Here’s a link to the 2 page summary of the USGS tool: http://pubs.usgs.gov/fs/2011/3141/
This link will take you to the download and software support page: http://txpub.usgs.gov/snapshot/default.aspx
Assuming you have ArcGIS Desktop version 10, installation is pretty straight forward. The only additional data a user would likely need is a shapefile or feature class for a watershed area of interest. The documentation walks a user through the process of searching for surface water sites and obtaining the mean daily flow values. Once those data have been obtained, it’s just a matter of personal preference how a user would then want to use that data. ArcGIS has some built in graphing options, the data could be imported into Excel, or a user could use another graphing piece of software.
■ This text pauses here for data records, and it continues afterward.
//! Source positions and spans shared by the lexer, parser, and diagnostics.

use serde::{Deserialize, Serialize};

use crate::chars;

/// A `(line, column, byte-offset)` triple stamped on every token and node.
///
/// Invariant: for any tree produced directly by the parser, an in-order traversal
/// yields non-decreasing byte offsets. A node synthesized during resolution (e.g. a
/// specialization's inserted child) inherits its position from its synthesis
/// source instead, so the invariant can be violated only across such synthesized
/// subtrees, never within one.
#[derive(Debug, Clone, Copy, PartialEq, Eq, PartialOrd, Ord, Hash, Serialize, Deserialize)]
pub struct Position {
    pub line: usize,
    pub column: usize,
    pub offset: usize,
}

impl Position {
    pub const fn new(line: usize, column: usize, offset: usize) -> Self {
        Position { line, column, offset }
    }

    /// The position before any character has been consumed.
    pub const fn start() -> Self {
        Position::new(1, 0, 0)
    }
}

impl std::fmt::Display for Position {
    fn fmt(&self, f: &mut std::fmt::Formatter<'_>) -> std::fmt::Result {
        write!(f, "{}:{}", self.line, self.column)
    }
}

/// The file an error, token, or node came from, shared by reference-counted clones
/// so a large source string is not copied per-token.
#[derive(Debug, Clone, PartialEq, Serialize, Deserialize)]
pub struct ParseSourceFile {
    pub content: std::sync::Arc<str>,
    pub url: String,
}

impl ParseSourceFile {
    pub fn new(content: impl Into<std::sync::Arc<str>>, url: impl Into<String>) -> Self {
        ParseSourceFile { content: content.into(), url: url.into() }
    }
}

/// A single point in a specific file: a [`Position`] plus the file it refers to.
#[derive(Debug, Clone, PartialEq, Serialize, Deserialize)]
pub struct ParseLocation {
    pub file: ParseSourceFile,
    pub position: Position,
}

impl ParseLocation {
    pub fn new(file: ParseSourceFile, position: Position) -> Self {
        ParseLocation { file, position }
    }

    /// Return up to `max_chars` of source on each side of this location, stopping
    /// early after `max_lines` newlines in either direction. Used to build
    /// human-readable diagnostic context.
    pub fn get_context(&self, max_chars: usize, max_lines: usize) -> Option<(String, String)> {
        let content = &self.file.content;
        let offset = self.position.offset.min(content.len());

        let mut start = offset;
        let mut chars_seen = 0;
        let mut lines_seen = 0;
        while chars_seen < max_chars && start > 0 {
            start -= 1;
            chars_seen += 1;
            if content.as_bytes()[start] == chars::NEWLINE as u8 {
                lines_seen += 1;
                if lines_seen >= max_lines {
                    break;
                }
            }
        }

        let mut end = offset;
        chars_seen = 0;
        lines_seen = 0;
        while chars_seen < max_chars && end < content.len() {
            if content.as_bytes()[end] == chars::NEWLINE as u8 {
                lines_seen += 1;
                if lines_seen >= max_lines {
                    end += 1;
                    break;
                }
            }
            end += 1;
            chars_seen += 1;
        }

        Some((content[start..offset].to_string(), content[offset..end].to_string()))
    }
}

impl std::fmt::Display for ParseLocation {
    fn fmt(&self, f: &mut std::fmt::Formatter<'_>) -> std::fmt::Result {
        write!(f, "{}:{}", self.file.url, self.position)
    }
}

/// A half-open `[start, end)` range within one file.
#[derive(Debug, Clone, PartialEq, Serialize, Deserialize)]
pub struct ParseSourceSpan {
    pub start: ParseLocation,
    pub end: ParseLocation,
}

impl ParseSourceSpan {
    pub fn new(start: ParseLocation, end: ParseLocation) -> Self {
        ParseSourceSpan { start, end }
    }

    /// A zero-width span at a single location, used for EOF and synthesized nodes.
    pub fn point(location: ParseLocation) -> Self {
        ParseSourceSpan { end: location.clone(), start: location }
    }

    pub fn text(&self) -> &str {
        let content = &self.start.file.content;
        let start = self.start.position.offset.min(content.len());
        let end = self.end.position.offset.clamp(start, content.len());
        &content[start..end]
    }

    pub fn file_url(&self) -> &str {
        &self.start.file.url
    }
}

impl std::fmt::Display for ParseSourceSpan {
    fn fmt(&self, f: &mut std::fmt::Formatter<'_>) -> std::fmt::Result {
        write!(f, "{}", self.start)
    }
}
The Snapshot tool is one of the easiest to learn tools that I’ve seen in terms of being able to obtain mean daily flow data from USGS gages. In under ten minutes, I was able to create hydrographs of five stations that have collected flow data within the Ipswich River watershed. Personally, I think that’s pretty amazing.
CUASHI has developed HydroGET (http://his.cuahsi.org/hydroget.html) and HydroExcel (http://his.cuahsi.org/hydroexcel.html) which in many ways will ultimately do the same thing for a user as far as obtaining mean daily for values from the USGS is concerned. HydroExcel can search WebServices other than just the USGS and HydroGet will search for precipitation stations. Nevertheless, I think the NWIS Snapshot tool has the best user interface and is the easiest to execute.
The Snapshot tool along with CUASHI’s HydroDesktop (http://hydrodesktop.codeplex.com/) allow hydrologists to discover water resource data sets rather quickly using a GIS software. Generating graphs with these tools is also a fairly quick affair. Weather working on a pre-project proposal or if you are in the depths of a project, these two pieces of software should prove rather handy and time saving tools.